ABSTRACT

As I arrived in Netherville, the languages of my subconscious were still fighting with each other. In the deep summer, the landscape was a rich green deep enough to bring the whole concept of bluegrass to life. Mansions with white-columned porches spread their long, oaklined entrance drives on the rolling hills of the south pike. It looked like the set of Gone with the Wind, women in long, pleated skirts and large straw hats flocking on sunny, green fairgrounds. A lock would brush against a sensuous nape or jaw, its fair gentility protected by a parasol. I had believed this America to be extinct since the Civil War, and wondered what magic brought me into this Hollywood replica.
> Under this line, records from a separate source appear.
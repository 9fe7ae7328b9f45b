//! Bus clients and the five long-running workers that own them (spec.md
//! §2 items 2–3, §4.4).

pub mod box_worker;
pub mod client;
pub mod command;
pub mod therm_worker;
pub mod turbo_worker;
pub mod vac_worker;

use cryo_protocol::ErrorRecord;
use tracing::warn;

use crate::supervisor::ErrorSender;

/// Pushes a record onto the shared error channel; a full channel is a
/// log-and-drop locally (spec.md §5 shared-resource policy).
pub(crate) async fn report(errors: &ErrorSender, record: ErrorRecord) {
    if errors.try_send(record.clone()).is_err() {
        warn!(message = %record.message, "error channel full, dropping locally");
    }
}
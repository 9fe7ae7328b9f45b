//! Shared types exchanged between the bus workers, the supervisor and the
//! external gateway: device identifiers, the converter dispatch tag, the
//! per-device read/write table entries, the live-value sample type and the
//! error/severity taxonomy that flows over the error channel.
//!
//! Kept in its own crate so that a future automatic-control consumer (spec
//! `spec.md` §1, "reserved extension point") can depend on these types
//! without pulling in the bus transports or the supervisor binary.

use serde::{Deserialize, Serialize};
use std::collections::HashMap;

/// A short textual identifier unique across the whole rig, e.g. `V13`,
/// `P2`, `Turb1_TBearing`. Semantics live entirely in configuration.
pub type DeviceId = String;

/// Identifies which bus worker owns a device.
#[derive(Debug, Clone, Copy, PartialEq, Eq, Hash, Serialize, Deserialize)]
pub enum WorkerId {
    Box,
    Therm,
    Turb1,
    Turb2,
    Vac,
}

impl WorkerId {
    pub fn name(&self) -> &'static str {
        match self {
            WorkerId::Box => "box_iface",
            WorkerId::Therm => "therm_iface",
            WorkerId::Turb1 => "turb1_iface",
            WorkerId::Turb2 => "turb2_iface",
            WorkerId::Vac => "vac_iface",
        }
    }
}

/// `DeviceId -> WorkerId`, built once at init from the union of every
/// worker's read and write tables. Append-only after init, so a plain map
/// behind an `Arc` is sufficient — no interior mutability required.
pub type RoutingTable = HashMap<DeviceId, WorkerId>;

/// Converter family selector, attached per device in configuration.
#[derive(Debug, Clone, Copy, PartialEq, Eq, Serialize, Deserialize)]
#[serde(rename_all = "PascalCase")]
pub enum ConverterTag {
    Default,
    Valve,
    Pressure,
    SiTemp,
}

impl Default for ConverterTag {
    fn default() -> Self {
        ConverterTag::Default
    }
}

/// Configuration for a single readable device.
#[derive(Debug, Clone, Serialize, Deserialize)]
pub struct ReadEntry {
    pub start_register: u16,
    pub num_registers: u16,
    pub modbus_id: u8,
    #[serde(default)]
    pub converter_type: ConverterTag,
    #[serde(default)]
    pub mqtt_topic: Option<String>,
}

/// Configuration for a single writable device.
#[derive(Debug, Clone, Serialize, Deserialize)]
pub struct WriteEntry {
    pub start_register: u16,
    pub modbus_id: u8,
    #[serde(default)]
    pub converter_type: ConverterTag,
    #[serde(default)]
    pub mqtt_topic: Option<String>,
}

/// A live value in the `ValueMap`. `Null` means "no recent valid reading".
#[derive(Debug, Clone, Copy, PartialEq, Serialize, Deserialize)]
#[serde(untagged)]
pub enum Sample {
    Number(f64),
    Null,
}

impl Sample {
    pub fn as_f64(&self) -> Option<f64> {
        match self {
            Sample::Number(v) => Some(*v),
            Sample::Null => None,
        }
    }
}

impl From<Option<f64>> for Sample {
    fn from(v: Option<f64>) -> Self {
        match v {
            Some(v) => Sample::Number(v),
            None => Sample::Null,
        }
    }
}

impl std::fmt::Display for Sample {
    fn fmt(&self, f: &mut std::fmt::Formatter<'_>) -> std::fmt::Result {
        match self {
            Sample::Number(v) => write!(f, "{v}"),
            Sample::Null => write!(f, "null"),
        }
    }
}

/// Error severity taxonomy. The entire error model has exactly these three
/// levels (spec.md §7) — no `Info` level, unlike the teacher firmware's
/// `ErrorSeverity`, since the source system this was distilled from has no
/// equivalent of it.
#[derive(Debug, Clone, Copy, PartialEq, Eq, PartialOrd, Ord, Serialize, Deserialize)]
pub enum Severity {
    Warning = 0,
    Error = 1,
    Critical = 2,
}

impl std::fmt::Display for Severity {
    fn fmt(&self, f: &mut std::fmt::Formatter<'_>) -> std::fmt::Result {
        match self {
            Severity::Warning => write!(f, "WARNING"),
            Severity::Error => write!(f, "ERROR"),
            Severity::Critical => write!(f, "CRITICAL"),
        }
    }
}

/// A record delivered over the bounded many-producer single-consumer error
/// channel (capacity 20, spec.md §3).
#[derive(Debug, Clone, Serialize, Deserialize)]
pub struct ErrorRecord {
    pub message: String,
    pub severity: Severity,
}

impl ErrorRecord {
    pub fn new(severity: Severity, message: impl Into<String>) -> Self {
        Self {
            message: message.into(),
            severity,
        }
    }

    pub fn warning(message: impl Into<String>) -> Self {
        Self::new(Severity::Warning, message)
    }

    pub fn error(message: impl Into<String>) -> Self {
        Self::new(Severity::Error, message)
    }

    pub fn critical(message: impl Into<String>) -> Self {
        Self::new(Severity::Critical, message)
    }
}

#[cfg(test)]
mod tests {
    use super::*;

    #[test]
    fn sample_from_option() {
        assert_eq!(Sample::from(Some(1.5)), Sample::Number(1.5));
        assert_eq!(Sample::from(None), Sample::Null);
    }

    #[test]
    fn severity_orders_by_escalation() {
        assert!(Severity::Warning < Severity::Error);
        assert!(Severity::Error < Severity::Critical);
    }

    #[test]
    fn converter_tag_defaults() {
        assert_eq!(ConverterTag::default(), ConverterTag::Default);
    }
}
//! Pure transformations (spec.md §4.1–4.3): no I/O, no shared state.

pub mod converters;
pub mod modbus_register;
pub mod turbovac;
//! Device-interface supervisor for a cryogenic refrigeration rig: the set
//! of concurrent workers that own bus connections, poll devices on fixed
//! periods, route commands to the correct bus, maintain the authoritative
//! live-values map, compute derived quantities, and aggregate faults into
//! a single severity stream.
//!
//! Two pieces carry most of the design weight: the turbovac telegram codec
//! ([`codecs::turbovac`]) and the concurrency model that lets five
//! independent bus workers share one values map and one error channel
//! without blocking each other ([`supervisor`]).

pub mod bus;
pub mod codecs;
pub mod derived;
pub mod error;
pub mod gateway;
pub mod supervisor;

pub use error::SupervisorError;
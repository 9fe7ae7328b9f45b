//! YAML configuration loader (spec.md §6).
//!
//! A single YAML file describes logging level, the five bus connections and
//! the per-device read/write tables. The file is read once at startup
//! (`Config::from_file`) and validated (`Config::validate`) before any
//! worker is constructed — there is no hot-reload path, by design
//! (spec.md §1 Non-goals).

use std::collections::HashMap;
use std::path::Path;

use cryo_protocol::{DeviceId, ReadEntry, WriteEntry};
use serde::Deserialize;

#[derive(Debug, thiserror::Error)]
pub enum ConfigError {
    #[error("could not read config file {path}: {source}")]
    Io {
        path: String,
        #[source]
        source: std::io::Error,
    },
    #[error("config file {path} is empty")]
    Empty { path: String },
    #[error("could not parse config file {path}: {source}")]
    Parse {
        path: String,
        #[source]
        source: serde_yaml::Error,
    },
    #[error("invalid configuration: {0}")]
    Invalid(String),
}

/// Connection parameters for a network bus (MQTT broker or Modbus-RTU-over-TCP).
#[derive(Debug, Clone, Deserialize)]
pub struct NetworkConnection {
    pub ip: String,
    pub port: u16,
    pub username: String,
    pub password: String,
}

/// Connection parameters for a local serial bus.
#[derive(Debug, Clone, Deserialize)]
pub struct SerialConnection {
    pub port: String,
    pub baudrate: u32,
}

#[derive(Debug, Clone, Deserialize)]
pub struct LoggingConfig {
    pub level: String,
}

#[derive(Debug, Clone, Deserialize)]
pub struct ConnectionsConfig {
    pub external_iface: NetworkConnection,
    pub box_serial: SerialConnection,
    pub therm_serial: NetworkConnection,
    pub turb1_serial: SerialConnection,
    pub turb2_serial: SerialConnection,
    pub vac_mqtt: NetworkConnection,
}

/// Device tables, keyed by the section names used in the YAML file.
#[derive(Debug, Clone, Deserialize)]
pub struct DevicesConfig {
    #[serde(default)]
    pub box_sensor_devices: HashMap<DeviceId, ReadEntry>,
    #[serde(default)]
    pub box_control_devices: HashMap<DeviceId, WriteEntry>,
    #[serde(default)]
    pub therm_sensor_devices: HashMap<DeviceId, ReadEntry>,
    #[serde(default)]
    pub turb1_sensor_devices: HashMap<DeviceId, ReadEntry>,
    #[serde(default)]
    pub turb1_control_devices: HashMap<DeviceId, WriteEntry>,
    #[serde(default)]
    pub turb2_sensor_devices: HashMap<DeviceId, ReadEntry>,
    #[serde(default)]
    pub turb2_control_devices: HashMap<DeviceId, WriteEntry>,
    #[serde(default)]
    pub vac_sensor_devices: HashMap<DeviceId, ReadEntry>,
    #[serde(default)]
    pub vac_control_devices: HashMap<DeviceId, WriteEntry>,
    /// Derived-device id -> ordered list of component device ids.
    #[serde(default)]
    pub multi_devices: HashMap<DeviceId, Vec<DeviceId>>,
}

#[derive(Debug, Clone, Deserialize)]
pub struct Config {
    pub logging: LoggingConfig,
    pub connections: ConnectionsConfig,
    pub devices: DevicesConfig,
}

impl Config {
    /// Loads and parses the YAML config file. Does not validate semantics —
    /// call [`Config::validate`] after loading.
    pub fn from_file<P: AsRef<Path>>(path: P) -> Result<Self, ConfigError> {
        let path_str = path.as_ref().display().to_string();
        let contents = std::fs::read_to_string(path.as_ref()).map_err(|source| ConfigError::Io {
            path: path_str.clone(),
            source,
        })?;
        if contents.trim().is_empty() {
            return Err(ConfigError::Empty { path: path_str });
        }
        serde_yaml::from_str(&contents).map_err(|source| ConfigError::Parse {
            path: path_str,
            source,
        })
    }

    /// Checks cross-field invariants that `serde` alone cannot express:
    /// every device referenced by `multi_devices` should resolve to a
    /// formula the derived-values worker actually knows about, and every
    /// register table entry must have a non-zero register count.
    pub fn validate(&self) -> Result<(), ConfigError> {
        const KNOWN_DERIVED: &[&str] = &["L1", "L2", "H1", "P3"];

        for name in self.devices.multi_devices.keys() {
            if !KNOWN_DERIVED.contains(&name.as_str()) {
                return Err(ConfigError::Invalid(format!(
                    "multi_devices entry '{name}' has no known formula (derived devices require code changes, spec.md §9)"
                )));
            }
        }

        for (table_name, table) in [
            ("box_sensor_devices", &self.devices.box_sensor_devices),
            ("therm_sensor_devices", &self.devices.therm_sensor_devices),
            ("turb1_sensor_devices", &self.devices.turb1_sensor_devices),
            ("turb2_sensor_devices", &self.devices.turb2_sensor_devices),
            ("vac_sensor_devices", &self.devices.vac_sensor_devices),
        ] {
            for (dev, entry) in table.iter() {
                if entry.num_registers == 0 {
                    return Err(ConfigError::Invalid(format!(
                        "{table_name}.{dev}: num_registers must be non-zero"
                    )));
                }
            }
        }

        Ok(())
    }
}

#[cfg(test)]
mod tests {
    use super::*;

    const SAMPLE: &str = r#"
logging:
  level: INFO
connections:
  external_iface: { ip: 10.0.0.1, port: 1883, username: op, password: secret }
  box_serial: { port: /dev/ttyUSB0, baudrate: 9600 }
  therm_serial: { ip: 10.0.0.2, port: 502, username: "", password: "" }
  turb1_serial: { port: /dev/ttyUSB1, baudrate: 19200 }
  turb2_serial: { port: /dev/ttyUSB2, baudrate: 19200 }
  vac_mqtt: { ip: 10.0.0.3, port: 1883, username: wb, password: secret }
devices:
  box_sensor_devices:
    V13: { start_register: 100, num_registers: 2, modbus_id: 1, converter_type: Valve }
  box_control_devices:
    V13: { start_register: 100, modbus_id: 1, converter_type: Valve }
  therm_sensor_devices: {}
  turb1_sensor_devices: {}
  turb1_control_devices: {}
  turb2_sensor_devices: {}
  turb2_control_devices: {}
  vac_sensor_devices: {}
  vac_control_devices: {}
  multi_devices:
    L1: [L1a, L1c]
"#;

    #[test]
    fn parses_full_sample() {
        let cfg: Config = serde_yaml::from_str(SAMPLE).unwrap();
        assert_eq!(cfg.logging.level, "INFO");
        assert_eq!(cfg.devices.box_sensor_devices["V13"].num_registers, 2);
        assert_eq!(cfg.devices.multi_devices["L1"], vec!["L1a", "L1c"]);
        cfg.validate().unwrap();
    }

    #[test]
    fn rejects_unknown_derived_device() {
        let mut cfg: Config = serde_yaml::from_str(SAMPLE).unwrap();
        cfg.devices
            .multi_devices
            .insert("Bogus".to_string(), vec!["X".to_string()]);
        assert!(cfg.validate().is_err());
    }

    #[test]
    fn rejects_zero_register_count() {
        let mut cfg: Config = serde_yaml::from_str(SAMPLE).unwrap();
        cfg.devices.box_sensor_devices.get_mut("V13").unwrap().num_registers = 0;
        assert!(cfg.validate().is_err());
    }

    #[test]
    fn empty_file_is_rejected() {
        let dir = std::env::temp_dir().join("cryo_config_test_empty.yaml");
        std::fs::write(&dir, "   \n").unwrap();
        let err = Config::from_file(&dir).unwrap_err();
        assert!(matches!(err, ConfigError::Empty { .. }));
        let _ = std::fs::remove_file(&dir);
    }
}
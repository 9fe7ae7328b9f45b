//! Error taxonomy. `SupervisorError` covers bootstrap failures (bus-client
//! init, config load) that abort startup before any worker exists;
//! [`cryo_protocol::ErrorRecord`] covers the three-severity runtime stream
//! described in spec.md §7 once workers are running.

#[derive(Debug, thiserror::Error)]
pub enum SupervisorError {
    #[error("configuration error: {0}")]
    Config(#[from] cryo_config::ConfigError),

    #[error("logger initialization failed: {0}")]
    LoggerInit(String),

    #[error("bus client initialization failed for {worker}: {source}")]
    BusInit {
        worker: &'static str,
        #[source]
        source: anyhow::Error,
    },

    #[error("I/O error: {0}")]
    Io(#[from] std::io::Error),

    #[error("other error: {0}")]
    Other(#[from] anyhow::Error),
}
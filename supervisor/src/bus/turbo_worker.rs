//! A turbovac worker (`turb1` or `turb2`, spec.md §4.4): owns a raw serial
//! line directly — the telegram protocol doesn't fit the `BusClient`
//! abstraction, so there is no Modbus layer here at all.
//!
//! Device ids in this worker's tables look like `Turb1_TBearing`: the
//! segment after the last underscore names one of the six fixed
//! `TurbineState` attributes, the same convention the original source uses
//! to share one generic read-table shape across every worker flavour.

use std::collections::HashMap;
use std::time::Duration;

use cryo_protocol::{DeviceId, ErrorRecord, ReadEntry, Sample, WriteEntry};
use tokio::io::{AsyncReadExt, AsyncWriteExt};
use tokio_serial::SerialStream;

use crate::bus::command::{drain_ready, CommandReceiver, WorkerCommand};
use crate::bus::report;
use crate::codecs::converters::Converters;
use crate::codecs::turbovac::{self, clamp_setpoint, decode_telegram};
use crate::supervisor::{ErrorSender, ValueMap};

pub const READ_PERIOD: Duration = Duration::from_millis(500);
/// The turbovac serial read must tolerate a slow converter response
/// (spec.md §5 suspension points).
const READ_TIMEOUT: Duration = Duration::from_secs(2);
const STOP_TELEGRAM_GAP: Duration = Duration::from_millis(100);

/// Mirrors spec.md §3's `TurbineState`: the worker's own view of the
/// turbine, updated from every decoded telegram. `voltage` has no backing
/// byte in the telegram layout — the original's `cur_voltage` is likewise
/// never written by its telegram decoder and stays at its initial 0 for the
/// life of the interface — but the attribute is always present, never an
/// error.
#[derive(Debug, Clone, Copy, Default)]
struct TurbineState {
    running: bool,
    setpoint_hz: u16,
    freq_hz: u16,
    freq_conv_temp_c: u8,
    bearing_temp_c: u8,
    voltage: u16,
}

impl TurbineState {
    /// Looks up one of the six attribute names spec.md §3/§4.3 define.
    fn attribute(&self, name: &str) -> Option<f64> {
        match name {
            "TBearing" => Some(self.bearing_temp_c as f64),
            "TFreq" => Some(self.freq_conv_temp_c as f64),
            "Freq" => Some(self.freq_hz as f64),
            "Setpoint" => Some(self.setpoint_hz as f64),
            "State" => Some(if self.running { 1.0 } else { 0.0 }),
            "Voltage" => Some(self.voltage as f64),
            _ => None,
        }
    }
}

fn attribute_name(device: &str) -> &str {
    device.rsplit('_').next().unwrap_or(device)
}

pub struct TurboWorker {
    name: &'static str,
    port: SerialStream,
    read_table: HashMap<DeviceId, ReadEntry>,
    write_table: HashMap<DeviceId, WriteEntry>,
    values: ValueMap,
    errors: ErrorSender,
    converters: Converters,
    commands: CommandReceiver,
    state: TurbineState,
}

impl TurboWorker {
    pub fn new(
        name: &'static str,
        port: SerialStream,
        read_table: HashMap<DeviceId, ReadEntry>,
        write_table: HashMap<DeviceId, WriteEntry>,
        values: ValueMap,
        errors: ErrorSender,
        converters: Converters,
        commands: CommandReceiver,
    ) -> Self {
        Self {
            name,
            port,
            read_table,
            write_table,
            values,
            errors,
            converters,
            commands,
            state: TurbineState::default(),
        }
    }

    pub async fn run(mut self) {
        loop {
            tokio::time::sleep(READ_PERIOD).await;

            for command in drain_ready(&mut self.commands) {
                self.handle_command(command).await;
            }

            self.poll_pass().await;
        }
    }

    async fn handle_command(&mut self, command: WorkerCommand) {
        let mut parts = command.command.trim().splitn(2, ' ');
        let verb = parts.next().unwrap_or("");
        let rest = parts.next().unwrap_or("").trim();

        match verb {
            "control" => {
                let frame = turbovac::encode_control(self.state.running, self.state.setpoint_hz);
                self.send(frame).await;
            }
            "start" => {
                let frame = turbovac::encode_start(self.state.setpoint_hz);
                self.send(frame).await;
                self.state.running = true;
            }
            "stop" => {
                self.send(turbovac::encode_stop_first()).await;
                tokio::time::sleep(STOP_TELEGRAM_GAP).await;
                self.send(turbovac::encode_stop_second()).await;
                self.state.running = false;
            }
            "setpoint" => {
                let Some(entry) = self.write_table.get(&command.device) else {
                    report(&self.errors, ErrorRecord::error(format!("{}: no write entry for '{}'", self.name, command.device))).await;
                    return;
                };
                match rest.parse::<f64>() {
                    Ok(requested) => {
                        let converted = self.converters.write(entry.converter_type, &command.device, requested);
                        let clamped = clamp_setpoint(converted as i32);
                        let frame = turbovac::encode_setpoint(self.state.running, clamped);
                        self.send(frame).await;
                        self.state.setpoint_hz = clamped;
                    }
                    Err(_) => {
                        report(&self.errors, ErrorRecord::warning(format!("{}: malformed setpoint command '{rest}'", self.name))).await;
                    }
                }
            }
            "read_temp" => {
                let frame = turbovac::encode_read_temp(self.state.running, self.state.setpoint_hz);
                self.send(frame).await;
            }
            _ => {
                report(&self.errors, ErrorRecord::warning(format!("{}: unknown turbovac command '{}'", self.name, command.command))).await;
            }
        }
    }

    async fn send(&mut self, frame: [u8; 24]) {
        if let Err(err) = self.port.write_all(&frame).await {
            report(&self.errors, ErrorRecord::warning(format!("{}: telegram write failed: {err}", self.name))).await;
            return;
        }

        let mut buf = [0u8; 24];
        let read = tokio::time::timeout(READ_TIMEOUT, self.port.read_exact(&mut buf)).await;
        match read {
            Ok(Ok(_)) => {
                let decoded = decode_telegram(&buf);
                if !decoded.checksum_ok {
                    tracing::debug!(worker = self.name, "received telegram with checksum mismatch");
                }
                if decoded.pzd2 {
                    self.state.setpoint_hz = decoded.payload;
                } else {
                    self.state.freq_hz = decoded.payload;
                }
                self.state.freq_conv_temp_c = decoded.freq_conv_temp_c;
                self.state.bearing_temp_c = decoded.bearing_temp_c;
            }
            Ok(Err(err)) => {
                report(&self.errors, ErrorRecord::warning(format!("{}: telegram read failed: {err}", self.name))).await;
            }
            Err(_) => {
                report(&self.errors, ErrorRecord::warning(format!("{}: telegram read timed out", self.name))).await;
            }
        }
    }

    /// Requests a fresh temperature/frequency frame, then publishes every
    /// configured attribute from the refreshed `TurbineState`.
    async fn poll_pass(&mut self) {
        let frame = turbovac::encode_read_temp(self.state.running, self.state.setpoint_hz);
        self.send(frame).await;

        let devices: Vec<(DeviceId, ReadEntry)> = self.read_table.iter().map(|(k, v)| (k.clone(), v.clone())).collect();
        for (device, entry) in devices {
            let attr = attribute_name(&device);
            match self.state.attribute(attr) {
                Some(raw) => {
                    let engineering = self.converters.read(entry.converter_type, &device, raw);
                    self.values.insert(device, Sample::Number(engineering));
                }
                None => {
                    self.values.insert(device.clone(), Sample::Null);
                    report(&self.errors, ErrorRecord::warning(format!("{}: '{device}' names an unknown turbine attribute '{attr}'", self.name))).await;
                }
            }
        }
    }
}

#[cfg(test)]
mod tests {
    use super::*;

    #[test]
    fn attribute_name_splits_on_last_underscore() {
        assert_eq!(attribute_name("Turb1_TBearing"), "TBearing");
        assert_eq!(attribute_name("Turb2_Setpoint"), "Setpoint");
    }

    #[test]
    fn voltage_reads_back_default_zero() {
        let state = TurbineState::default();
        assert_eq!(state.attribute("Voltage"), Some(0.0));
        assert_eq!(state.attribute("Freq"), Some(0.0));
    }
}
The university was as well groomed and stylish as a plantation home. The flower beds on the quad designed deep greens, pinks, reds, yellows, and purples into lavish ovals. Shapely brick buildings of a dark purple lined the campus’s meandering paths, contrasting with the white trim of the windows and tower tops. Rounded shapes promised some baroque indulgence, but the hallways were lined with stern portraits of defunct founders and board members. A moustache turned down, a collar pressing against a jaw, the thick paint of a frock that covered a seemingly wooden flesh announced the austere local elite, and the self-flagellating fundamentalism mixed with agrarian nostalgia which still plagued the university. In the fast-food hangouts around it, whites would not be seen at the table with blacks. No Hispanics or Latinos mediated their face-off. I realized how much I missed the wider diversity of Southern California, how much Latinos had been part of the landscape that made that state feel like home.